We had just drawn up at the curb in the city square when a big Rolls-Royce turned the corner and stopped close to us. It contained a man who wore the uniform of the British Red Cross Society, and who well matched the car in size; he descended and hastened over to our car.

"Jack!" he cried delightedly, "old Jack Wellcombe; by George, I'm glad to see you!" As he spoke he shook Jack warmly by the hand. "You and your friends must come over to the 'Bachelor's Own' with me."

Jack performed the round of introductions, and Mr. Harman, who proved to be an American from Texas, reiterated that we must come and dine with him.

"Thanks, Harman, old chap; we really must get along, we have to make Poperinghe to-night," Jack protested; but his American friend refused to take "no" for an answer.

"For," he concluded, parodying a line from a once popular opera, "'you really must eat somewhere, and it might as well be here.' Don't be in a hurry to get to Poperinghe," he continued. "I was over there this afternoon when a German aviator came to call. Just as a preliminary, and in order to show his good faith, he dropped a bomb on the church—Some crash, I tell you. It trimmed one corner off the tower and spattered the door rather badly."

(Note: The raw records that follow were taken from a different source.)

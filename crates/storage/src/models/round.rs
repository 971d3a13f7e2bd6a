use std::fmt;
use std::str::FromStr;

use serde::{Deserialize, Serialize};
use thiserror::Error;
use utoipa::ToSchema;

/// A round whose completion triggers a qualification recompute.
#[derive(Debug, Clone, Copy, PartialEq, Eq, Hash, Serialize, Deserialize, ToSchema)]
#[serde(rename_all = "SCREAMING_SNAKE_CASE")]
pub enum Round {
    #[serde(rename = "PRELIM_1")]
    Prelim1,
    #[serde(rename = "PRELIM_2")]
    Prelim2,
    #[serde(rename = "PRELIM_3")]
    Prelim3,
    Intermediate,
    Final,
}

#[derive(Debug, Clone, PartialEq, Eq, Error)]
#[error("Invalid round identifier: {0}")]
pub struct InvalidRoundError(pub String);

impl Round {
    pub const ALL: [Round; 5] = [
        Round::Prelim1,
        Round::Prelim2,
        Round::Prelim3,
        Round::Intermediate,
        Round::Final,
    ];

    pub fn as_str(&self) -> &'static str {
        match self {
            Self::Prelim1 => "PRELIM_1",
            Self::Prelim2 => "PRELIM_2",
            Self::Prelim3 => "PRELIM_3",
            Self::Intermediate => "INTERMEDIATE",
            Self::Final => "FINAL",
        }
    }
}

impl fmt::Display for Round {
    fn fmt(&self, f: &mut fmt::Formatter<'_>) -> fmt::Result {
        f.write_str(self.as_str())
    }
}

impl FromStr for Round {
    type Err = InvalidRoundError;

    /// Accepts the canonical names as well as the short codes printed on the
    /// event run sheets (`VR1`..`VR3` for the preliminaries, `ZR` for the
    /// intermediate round).
    fn from_str(s: &str) -> Result<Self, Self::Err> {
        match s.trim().to_uppercase().as_str() {
            "PRELIM_1" | "PRELIM1" | "VR1" => Ok(Self::Prelim1),
            "PRELIM_2" | "PRELIM2" | "VR2" => Ok(Self::Prelim2),
            "PRELIM_3" | "PRELIM3" | "VR3" => Ok(Self::Prelim3),
            "INTERMEDIATE" | "ZR" => Ok(Self::Intermediate),
            "FINAL" => Ok(Self::Final),
            _ => Err(InvalidRoundError(s.to_string())),
        }
    }
}

impl TryFrom<&str> for Round {
    type Error = InvalidRoundError;

    fn try_from(value: &str) -> Result<Self, Self::Error> {
        value.parse()
    }
}

/// Competition stage a ride time belongs to.
#[derive(Debug, Clone, Copy, PartialEq, Eq, Hash)]
pub enum Stage {
    Preliminary,
    Intermediate,
    Final,
}

#[cfg(test)]
mod tests {
    use super::*;

    #[test]
    fn test_round_parsing() {
        assert_eq!("PRELIM_1".parse::<Round>().unwrap(), Round::Prelim1);
        assert_eq!("prelim_2".parse::<Round>().unwrap(), Round::Prelim2);
        assert_eq!(Round::try_from("VR3").unwrap(), Round::Prelim3);
        assert_eq!("zr".parse::<Round>().unwrap(), Round::Intermediate);
        assert_eq!("INTERMEDIATE".parse::<Round>().unwrap(), Round::Intermediate);
        assert_eq!("Final".parse::<Round>().unwrap(), Round::Final);
    }

    #[test]
    fn test_unknown_round_is_rejected() {
        let err = "BOGUS".parse::<Round>().unwrap_err();
        assert_eq!(err, InvalidRoundError("BOGUS".to_string()));
        assert!(Round::try_from("").is_err());
        assert!(Round::try_from("PRELIM_4").is_err());
    }

    #[test]
    fn test_display_matches_parse() {
        for round in Round::ALL {
            assert_eq!(round.to_string().parse::<Round>().unwrap(), round);
        }
    }
}
pub mod dto;
pub mod error;
pub mod models;
pub mod repository;
pub mod services;

use sqlx::{PgPool, postgres::PgPoolOptions};

use crate::error::Result;

/// Shared handle on the participant store.
///
/// Cloning is cheap; every clone shares the same connection pool.
#[derive(Debug, Clone)]
pub struct Database {
    pool: PgPool,
}

impl Database {
    pub async fn new(database_url: &str) -> Result<Self> {
        let pool = PgPoolOptions::new()
            .max_connections(10)
            .connect(database_url)
            .await?;

        Ok(Self { pool })
    }

    pub fn from_pool(pool: PgPool) -> Self {
        Self { pool }
    }

    pub fn pool(&self) -> &PgPool {
        &self.pool
    }

    pub async fn run_migrations(&self) -> Result<()> {
        sqlx::migrate!("./migrations").run(&self.pool).await?;
        Ok(())
    }
}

"Was any one hurt?" Reggy enquired anxiously.

"Not at the moment," Harman replied, "but a few hundred fools, including your humble servant, rushed into the square 'to see what made the wheels go round.' He hovered over us gracefully for a few moments, waiting to collect a good crowd of spectators, then he dropped a big one right into the centre of the mass."

"Good Lord!" Reggy exclaimed in a horrified whisper, "what happened?"

"Nothing as bad as we deserved, but there were eleven killed and as many more wounded—it was a horrible sight! You'll see the effects of it still when you get there, in the broken windows and pieces of stone knocked out of the buildings for fifty yards around."